Therefore love moderately. Long love doth so.
Too swift arrives as tardy as too slow.
     — Friar Lawrence (Act 2, Scene 6)

By Scott Ross

Just as it is nearly impossible to express to people younger than me, and who have grown up with the series, what a complete phenomenon Star Wars was when it was released in 1977 and why its approach to well-worn narrative traditions was so shockingly new and different, it would be almost equally difficult to adequately explain to the young of today how a movie based on a Shakespeare tragedy could, in 1968, become such an international sensation. If you didn’t grow up with street protests and an awareness that there was a thing called The Generation Gap which was bifurcating the country as effectively as the Vietnam war, and with the growing sense that young people were altering the broader culture in almost every way imaginable, you might, looking at Franco Zeffirelli’s 1968 Romeo and Juliet, appreciate its liveliness and its beauty but be at a loss to understand why it was so fervently loved at the time.

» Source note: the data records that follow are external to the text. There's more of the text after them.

//! Increment file codec.
//!
//! An increment of a paged file is a header followed by the selected pages:
//!
//! ```text
//! 'w' 'i' '1' 0x55 | file_size: u64 LE | count: u32 LE | count x block_no: u32 LE | count x 8192-byte page
//! ```
//!
//! The header is built up front; page bodies are read from the source file
//! lazily while the increment is streamed into a container.

use std::fs::File;
use std::io::{self, Read};
use std::os::unix::fs::FileExt;
use std::path::Path;

use crate::delta::BlockSet;
use crate::{Error, Result};

use super::{PageHeader, DATABASE_PAGE_SIZE};

pub const INCREMENT_MAGIC: [u8; 4] = [b'w', b'i', b'1', 0x55];
const SIGNATURE_VERSION_BYTE: usize = 2;

/// Header of an increment: the size of the source file at backup time and
/// the block numbers whose pages follow, in order.
#[derive(Debug, Clone, PartialEq, Eq, Default)]
pub struct IncrementHeader {
    pub file_size: u64,
    pub blocks: Vec<u32>,
}

impl IncrementHeader {
    pub fn encoded_len(&self) -> u64 {
        (INCREMENT_MAGIC.len() + 8 + 4 + 4 * self.blocks.len()) as u64
    }

    /// Total increment length: header plus one page per listed block.
    pub fn increment_len(&self) -> u64 {
        self.encoded_len() + self.blocks.len() as u64 * DATABASE_PAGE_SIZE as u64
    }

    pub fn encode(&self) -> Vec<u8> {
        let mut out = Vec::with_capacity(self.encoded_len() as usize);
        out.extend_from_slice(&INCREMENT_MAGIC);
        out.extend_from_slice(&self.file_size.to_le_bytes());
        out.extend_from_slice(&(self.blocks.len() as u32).to_le_bytes());
        for block in &self.blocks {
            out.extend_from_slice(&block.to_le_bytes());
        }
        out
    }

    /// Read and validate a header from the start of an increment stream.
    pub fn read_from<R: Read + ?Sized>(reader: &mut R) -> Result<Self> {
        let mut magic = [0u8; 4];
        read_exact_or(reader, &mut magic, "increment signature")?;
        if magic[0] != INCREMENT_MAGIC[0]
            || magic[1] != INCREMENT_MAGIC[1]
            || magic[3] != INCREMENT_MAGIC[3]
        {
            return Err(Error::InvalidIncrementFileHeader.into());
        }
        if magic[SIGNATURE_VERSION_BYTE] != INCREMENT_MAGIC[SIGNATURE_VERSION_BYTE] {
            return Err(Error::UnknownIncrementFileHeader(magic[SIGNATURE_VERSION_BYTE]).into());
        }

        let mut size = [0u8; 8];
        read_exact_or(reader, &mut size, "increment file size")?;
        let mut count = [0u8; 4];
        read_exact_or(reader, &mut count, "increment block count")?;
        let count = u32::from_le_bytes(count) as usize;

        let mut raw = vec![0u8; count * 4];
        read_exact_or(reader, &mut raw, "increment block map")?;
        let blocks = raw
            .chunks_exact(4)
            .map(|c| u32::from_le_bytes([c[0], c[1], c[2], c[3]]))
            .collect();

        Ok(Self {
            file_size: u64::from_le_bytes(size),
            blocks,
        })
    }
}

pub(crate) fn read_exact_or<R: Read + ?Sized>(
    reader: &mut R,
    buf: &mut [u8],
    what: &str,
) -> Result<()> {
    match reader.read_exact(buf) {
        Ok(()) => Ok(()),
        Err(e) if e.kind() == io::ErrorKind::UnexpectedEof => {
            Err(Error::IncrementTruncated(what.to_string()).into())
        }
        Err(e) => Err(e.into()),
    }
}

/// Streams an increment: the encoded header first, then each selected page
/// read from the source file on demand.
#[derive(Debug)]
pub struct IncrementalPageReader {
    file: File,
    header: IncrementHeader,
    encoded_header: Vec<u8>,
    header_pos: usize,
    next_block: usize,
    page: Vec<u8>,
    page_pos: usize,
}

impl IncrementalPageReader {
    fn new(file: File, header: IncrementHeader) -> Self {
        let encoded_header = header.encode();
        Self {
            file,
            header,
            encoded_header,
            header_pos: 0,
            next_block: 0,
            page: vec![0u8; DATABASE_PAGE_SIZE],
            page_pos: DATABASE_PAGE_SIZE,
        }
    }

    pub fn header(&self) -> &IncrementHeader {
        &self.header
    }

    /// Fill the page buffer with `block`. A file truncated since the header was
    /// built yields zero bytes for the missing tail.
    fn load_page(&mut self, block: u32) -> io::Result<()> {
        let offset = block as u64 * DATABASE_PAGE_SIZE as u64;
        let mut filled = 0usize;
        while filled < DATABASE_PAGE_SIZE {
            let n = self
                .file
                .read_at(&mut self.page[filled..], offset + filled as u64)?;
            if n == 0 {
                break;
            }
            filled += n;
        }
        self.page[filled..].fill(0);
        self.page_pos = 0;
        Ok(())
    }
}

impl Read for IncrementalPageReader {
    fn read(&mut self, buf: &mut [u8]) -> io::Result<usize> {
        if buf.is_empty() {
            return Ok(0);
        }
        loop {
            if self.header_pos < self.encoded_header.len() {
                let n = (self.encoded_header.len() - self.header_pos).min(buf.len());
                buf[..n].copy_from_slice(&self.encoded_header[self.header_pos..self.header_pos + n]);
                self.header_pos += n;
                return Ok(n);
            }
            if self.page_pos < self.page.len() {
                let n = (self.page.len() - self.page_pos).min(buf.len());
                buf[..n].copy_from_slice(&self.page[self.page_pos..self.page_pos + n]);
                self.page_pos += n;
                return Ok(n);
            }
            let Some(&block) = self.header.blocks.get(self.next_block) else {
                return Ok(0);
            };
            self.next_block += 1;
            self.load_page(block)?;
        }
    }
}

/// Build an increment for the paged file at `path`.
///
/// With a delta `bitmap` the listed blocks are taken as-is, stopping at the
/// first block that does not fit in `file_size`. Without one, every page is
/// scanned and selected when it is new or its LSN is at or after `since_lsn`;
/// an invalid non-new page aborts with [`Error::InvalidBlock`] so the caller
/// can fall back to a full copy.
pub fn read_incremental_file(
    path: &Path,
    file_size: u64,
    since_lsn: u64,
    bitmap: Option<&BlockSet>,
) -> Result<(IncrementalPageReader, u64)> {
    let file = File::open(path)?;
    let blocks = match bitmap {
        Some(bitmap) => bitmap
            .iter()
            .take_while(|block| (*block as u64 + 1) * DATABASE_PAGE_SIZE as u64 <= file_size)
            .collect(),
        None => select_modified_blocks(&file, path, file_size, since_lsn)?,
    };
    let header = IncrementHeader { file_size, blocks };
    let size = header.increment_len();
    Ok((IncrementalPageReader::new(file, header), size))
}

fn select_modified_blocks(file: &File, path: &Path, file_size: u64, since_lsn: u64) -> Result<Vec<u32>> {
    let mut selected = Vec::new();
    let mut page = vec![0u8; DATABASE_PAGE_SIZE];
    let page_count = file_size / DATABASE_PAGE_SIZE as u64;
    for block in 0..page_count {
        let offset = block * DATABASE_PAGE_SIZE as u64;
        match file.read_exact_at(&mut page, offset) {
            Ok(()) => {}
            Err(e) if e.kind() == io::ErrorKind::UnexpectedEof => break,
            Err(e) => return Err(e.into()),
        }
        let header = PageHeader::parse(&page);
        if header.is_new() {
            selected.push(block as u32);
            continue;
        }
        if !header.is_valid() {
            return Err(Error::InvalidBlock {
                path: path.display().to_string(),
                block: block as u32,
            }
            .into());
        }
        if header.lsn() >= since_lsn {
            selected.push(block as u32);
        }
    }
    Ok(selected)
}
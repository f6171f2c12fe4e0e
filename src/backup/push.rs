//! The `backup-push` handler: start a backup on the server, compose the data
//! directory into containers, stop the backup and publish the metadata.

use std::path::PathBuf;
use std::sync::Arc;

use anyhow::Context;
use chrono::Utc;
use tracing::{info, warn};

use crate::bundle::{
    upload_label_files, upload_pg_control, Bundle, BundleFiles, BundleOptions, CopyTarBallComposer, IncrementBase,
    NoRating, RatingEvaluator, RatingTarBallComposer, RegularTarBallComposer, RelFileStatistics, StatisticsRating,
    TarBallComposer, TarBallMaker, TarBallQueue, PG_CONTROL_PATH,
};
use crate::config::{ComposerKind, Settings};
use crate::db::{BackupControl, StartBackupResult};
use crate::delta::{get_delta_map, DeltaMap};
use crate::logging::{log_backup_push, BackupPushSnapshot};
use crate::storage::{FolderRef, Uploader};
use crate::sync::CancellationToken;
use crate::wal::{format_lsn, WalSegmentNo};
use crate::{Error, Result};

use super::metadata::{
    Backup, BackupFileDescription, BackupSentinelDto, ExtendedMetadataDto, FilesMetadataDto,
};
use super::previous::{CopySource, DeltaBackupConfigurator, DeltaBase, PreviousBackup};
use super::backup_name;

#[derive(Debug, Clone)]
pub struct BackupPushOptions {
    pub data_dir: PathBuf,
    pub configurator: DeltaBackupConfigurator,
    pub is_permanent: bool,
    pub user_data: Option<serde_json::Value>,
}

#[derive(Debug, Clone)]
pub struct BackupPushResult {
    pub name: String,
    pub sentinel: BackupSentinelDto,
}

pub struct BackupPushHandler {
    settings: Settings,
    folder: FolderRef,
    wal_folder: FolderRef,
    cancel: CancellationToken,
}

impl BackupPushHandler {
    pub fn new(settings: Settings, folder: FolderRef, wal_folder: FolderRef, cancel: CancellationToken) -> Self {
        Self {
            settings,
            folder,
            wal_folder,
            cancel,
        }
    }

    /// Take one backup. The server's backup mode is always left again: when
    /// anything fails after the start, stop-backup is still attempted.
    pub fn push(&self, control: &mut dyn BackupControl, options: &BackupPushOptions) -> Result<BackupPushResult> {
        // copied containers hold full files only, so every file must be walked as new
        let copy_source = match (self.settings.composer, options.configurator) {
            (ComposerKind::Copy, DeltaBackupConfigurator::Regular { .. }) => Some(CopySource::latest(&self.folder)?),
            _ => None,
        };
        let base = match copy_source {
            Some(_) => {
                info!("copy composer takes full backups");
                DeltaBase::full()
            }
            None => options
                .configurator
                .configure(&self.folder, &self.settings, options.is_permanent)?,
        };
        let pg_version = control.server_version()?;
        let system_identifier = control.system_identifier()?;
        let timeline = control.timeline()?;

        let label = format!("pgdelta backup {}", Utc::now().format("%Y-%m-%d %H:%M:%S"));
        let start_time = Utc::now();
        let start = control.start_backup(&label)?;
        info!(lsn = %format_lsn(start.lsn), in_recovery = start.in_recovery, "backup_started");

        let mut stopped = false;
        let context = PushContext {
            options,
            base,
            copy_source: copy_source.flatten(),
            start,
            timeline,
            pg_version,
            system_identifier,
            start_time,
        };
        let result = self.push_started(control, &context, &mut stopped);
        if result.is_err() && !stopped {
            if let Err(e) = control.stop_backup() {
                warn!(error = %e, "stop backup after a failed backup also failed");
            }
        }
        result
    }

    fn push_started(
        &self,
        control: &mut dyn BackupControl,
        ctx: &PushContext<'_>,
        stopped: &mut bool,
    ) -> Result<BackupPushResult> {
        let start_wal = ctx
            .start
            .wal_filename
            .clone()
            .unwrap_or_else(|| WalSegmentNo::from_lsn(ctx.start.lsn).filename(ctx.timeline));
        let regular_parent = ctx.base.previous.as_ref().filter(|p| p.name.is_some());
        if let Some(previous) = regular_parent {
            check_previous(previous, &ctx.start, ctx.system_identifier)?;
        }
        let name = backup_name(&start_wal, regular_parent.and_then(|p| p.name.as_deref()));
        let backup = Backup::new(self.folder.clone(), name.clone());
        info!(backup = %name, "backup_name_chosen");

        let increment_base = ctx.base.previous.as_ref().and_then(|p| {
            p.start_lsn().map(|lsn| IncrementBase {
                lsn,
                files: p.files.as_ref().map(|f| f.files.clone()),
                force_incremental: ctx.options.configurator.is_catchup(),
            })
        });
        let delta_map = match &increment_base {
            Some(base) if self.settings.use_wal_delta => self.delta_map(ctx.timeline, base.lsn, ctx.start.lsn),
            _ => None,
        };

        let bundle_options = BundleOptions::from_settings(&self.settings);
        let uploader = Uploader::new(backup.tar_folder(), self.settings.compression);
        let queue = Arc::new(TarBallQueue::start(
            TarBallMaker::new(uploader.clone()),
            bundle_options.queue_options(),
        ));

        let rating = self.rating(control, ctx.base.previous.as_ref());
        let files = Arc::new(match &rating {
            Some(rating) => BundleFiles::with_rating(rating.clone()),
            None => BundleFiles::new(),
        });
        let mut bundle = Bundle::new(&ctx.options.data_dir, increment_base);
        let packer = Arc::new(bundle.packer(delta_map, files.clone(), bundle_options.packer));
        let mut composer = self.composer(queue.clone(), packer, rating, ctx.copy_source.as_ref(), &name, &bundle_options);

        let walked = bundle.compose(composer.as_mut())?;
        let mut tar_file_sets = composer.finish_composing()?;
        if self.cancel.is_cancelled() {
            anyhow::bail!("backup {name} interrupted");
        }
        queue.finish_queue()?;

        let stop = control.stop_backup()?;
        *stopped = true;
        if ctx.start.in_recovery {
            let finished = control.timeline()?;
            if finished != ctx.timeline {
                return Err(Error::TimelineChanged {
                    started: ctx.timeline,
                    finished,
                }
                .into());
            }
        }
        info!(backup = %name, lsn = %format_lsn(stop.lsn), "backup_stopped");

        let (label_tar, label_members) = upload_label_files(&queue, &stop.label, &stop.tablespace_map)?;
        tar_file_sets.insert(label_tar, label_members);
        let pg_control = bundle
            .pg_control()
            .cloned()
            .ok_or_else(|| Error::PgControlNotFound(ctx.options.data_dir.display().to_string()))?;
        let pg_control_tar = upload_pg_control(&queue, &pg_control)?;
        tar_file_sets.insert(pg_control_tar, vec![PG_CONTROL_PATH.to_string()]);
        files.add_description(PG_CONTROL_PATH, BackupFileDescription::packed(pg_control.mtime, false));

        let counters = uploader.counters();
        let mut sentinel = BackupSentinelDto {
            start_lsn: Some(ctx.start.lsn),
            pg_version: ctx.pg_version,
            finish_lsn: Some(stop.lsn),
            system_identifier: ctx.system_identifier,
            uncompressed_size: counters.uncompressed(),
            compressed_size: counters.compressed(),
            user_data: ctx.options.user_data.clone(),
            ..Default::default()
        };
        if let Some(previous) = regular_parent {
            set_increment_fields(&mut sentinel, previous, ctx.base.increment_count);
        }

        let counts = files.counts();
        if !self.settings.without_files_metadata {
            backup
                .upload_files_metadata(&FilesMetadataDto {
                    files: files.to_list(),
                    tar_file_sets: tar_file_sets.clone(),
                })
                .context("uploading files metadata")?;
        }
        backup
            .upload_meta(&ExtendedMetadataDto {
                start_time: ctx.start_time,
                finish_time: Utc::now(),
                hostname: hostname(),
                data_dir: ctx.start.data_dir.clone(),
                pg_version: ctx.pg_version,
                start_lsn: ctx.start.lsn,
                finish_lsn: stop.lsn,
                is_permanent: ctx.options.is_permanent,
                system_identifier: ctx.system_identifier,
                uncompressed_size: sentinel.uncompressed_size,
                compressed_size: sentinel.compressed_size,
                user_data: ctx.options.user_data.clone(),
            })
            .context("uploading backup metadata")?;
        backup.upload_sentinel(&sentinel).context("uploading sentinel")?;

        log_backup_push(
            &name,
            BackupPushSnapshot {
                files: counts.files,
                skipped: counts.skipped,
                incremented: counts.incremented,
                full: counts.files - counts.skipped - counts.incremented,
                tars: tar_file_sets.len(),
                uncompressed_size: sentinel.uncompressed_size,
                compressed_size: sentinel.compressed_size,
                corrupt_blocks: counts.corrupt_blocks,
            },
        );
        info!(backup = %name, entries = walked.entries, data_size = walked.data_size, "backup_push_done");
        Ok(BackupPushResult { name, sentinel })
    }

    /// Falls back to a full page scan when the map can't be built.
    fn delta_map(&self, timeline: u32, from_lsn: u64, to_lsn: u64) -> Option<Arc<DeltaMap>> {
        match get_delta_map(self.wal_folder.as_ref(), timeline, from_lsn, to_lsn) {
            Ok(map) => {
                info!(relations = map.relation_count(), "delta_map_loaded");
                Some(Arc::new(map))
            }
            Err(e) => {
                warn!(error = %format!("{e:#}"), "delta map unavailable, scanning page headers instead");
                None
            }
        }
    }

    fn rating(&self, control: &mut dyn BackupControl, previous: Option<&PreviousBackup>) -> Option<Arc<dyn RatingEvaluator>> {
        if self.settings.composer != ComposerKind::Rating {
            return None;
        }
        let previous_files = previous
            .and_then(|p| p.files.as_ref())
            .map(|f| f.files.clone())
            .unwrap_or_default();
        match control.relation_statistics() {
            Ok(stats) => Some(Arc::new(StatisticsRating::new(RelFileStatistics::new(stats), previous_files))),
            Err(e) => {
                warn!(error = %e, "relation statistics unavailable, packing in walk order");
                Some(Arc::new(NoRating))
            }
        }
    }

    fn composer(
        &self,
        queue: Arc<TarBallQueue>,
        packer: Arc<crate::bundle::TarBallFilePacker>,
        rating: Option<Arc<dyn RatingEvaluator>>,
        copy_source: Option<&CopySource>,
        name: &str,
        options: &BundleOptions,
    ) -> Box<dyn TarBallComposer> {
        match self.settings.composer {
            ComposerKind::Rating => Box::new(RatingTarBallComposer::new(
                queue,
                packer,
                rating.unwrap_or_else(|| Arc::new(NoRating)),
                options.tar_size_threshold,
            )),
            ComposerKind::Copy => match copy_source {
                Some(source) => Box::new(CopyTarBallComposer::new(
                    queue,
                    packer,
                    Backup::new(self.folder.clone(), source.name.clone()),
                    source.files.clone(),
                    name,
                )),
                None => Box::new(RegularTarBallComposer::new(queue, packer, options.file_workers)),
            },
            ComposerKind::Regular => Box::new(RegularTarBallComposer::new(queue, packer, options.file_workers)),
        }
    }
}

struct PushContext<'a> {
    options: &'a BackupPushOptions,
    base: DeltaBase,
    copy_source: Option<CopySource>,
    start: StartBackupResult,
    timeline: u32,
    pg_version: u32,
    system_identifier: Option<u64>,
    start_time: chrono::DateTime<Utc>,
}

/// The parent must have finished before this backup started, on the same cluster.
fn check_previous(previous: &PreviousBackup, start: &StartBackupResult, system_identifier: Option<u64>) -> Result<()> {
    let name = previous.name.clone().unwrap_or_default();
    if let Some(previous_finish) = previous.sentinel.finish_lsn {
        if previous_finish > start.lsn {
            return Err(Error::BackupFromFuture {
                previous: name,
                previous_finish: format_lsn(previous_finish),
                current_start: format_lsn(start.lsn),
            }
            .into());
        }
    }
    if let (Some(expected), Some(actual)) = (previous.sentinel.system_identifier, system_identifier) {
        if expected != actual {
            return Err(Error::BackupFromOtherDb {
                previous: name,
                expected,
                actual,
            }
            .into());
        }
    }
    Ok(())
}

fn set_increment_fields(sentinel: &mut BackupSentinelDto, previous: &PreviousBackup, increment_count: u32) {
    let previous_name = previous.name.clone().unwrap_or_default();
    sentinel.increment_from_lsn = previous.start_lsn();
    sentinel.increment_full_name = Some(
        previous
            .sentinel
            .increment_full_name
            .clone()
            .unwrap_or_else(|| previous_name.clone()),
    );
    sentinel.increment_from = Some(previous_name);
    sentinel.increment_count = Some(increment_count);
}

fn hostname() -> String {
    let mut buf = [0u8; 256];
    // SAFETY: the buffer is valid for its whole length
    let rc = unsafe { libc::gethostname(buf.as_mut_ptr() as *mut libc::c_char, buf.len()) };
    if rc != 0 {
        return std::env::var("HOSTNAME").unwrap_or_default();
    }
    let end = buf.iter().position(|b| *b == 0).unwrap_or(buf.len());
    String::from_utf8_lossy(&buf[..end]).into_owned()
}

It should be understood that, prior to Zeffirelli, no other cinematic edition (and there had been many) of this play about the doomed romance between the 17-year-old Veronan and his 13-year-old paramour had anything close to age-appropriate actors in the leading roles. George Cukor’s disastrous 1936 attempt coupled the 43-year-old Leslie Howard with the 34-year-old Norma Shearer, and even Laurence Harvey was 26 when he played Romeo for Renato Castellani in 1954. To see these two as Shakespeare envisaged them (and remember that, at the Globe, while Romeo might have been older, Juliet would almost certainly have been played by a boy whose voice had not yet changed), avid and desperately young — not to mention staggeringly pretty — was a rush, especially in the Act Three, Scene Five “morning after” sequence, where they are unabashedly depicted as naked, newly married lovers. For a teenage audience in 1968 seeing the almost perfectly endowed Leonard Whiting and Olivia Hussey in bed the old showbiz pun “There won’t be a dry seat in the house” would not have been out of place.

Aware that casting so young meant a concomitant lack of expertise, Zeffirelli (and his co-scenarists, Franco Brusati and Masolino D’Amico) cut the text considerably. And since Shakespeare’s lovers are as in love with words as with each other — they’re drunk on the language they use together — this is a loss, although, perhaps surprisingly, not a fatal one. Between Danilo Donati’s sumptuous costumes, Renzo Mongiardino’s beautifully realized production design, the rich photography by Pasqualino De Santis,* and Zeffirelli’s swift, sometimes powerful, direction, you’re less aware of the cuts that you would be at a live performance. (The director is especially good at the scenes of violence, making excellent use of the summer heat and dust that cause tempers to easily flare and then boil over.) And of course, other perhaps than at the National Theatre, you’d seldom get to see a cast as varied as this one, or as good: John McEnery’s melancholic Mercutio, as witty as he is exasperating; Pat Heywood, earthy and warmhearted as Juliet’s Nurse; Milo O’Shea’s Friar Lawrence, both humane in his approach to the lovers and unwavering in his refusal to countenance their over-emotive nonsense; Michael York, his hair uncharacteristically dyed dark, as a quintessentially hot-blooded Tybalt; Robert Stephens’ exasperated Prince; and the understated opening and closing narration by Laurence Olivier, himself a notably hot Romeo on the stage in 1935. (Olivier also dubbed Montague and, reportedly, other roles as well.)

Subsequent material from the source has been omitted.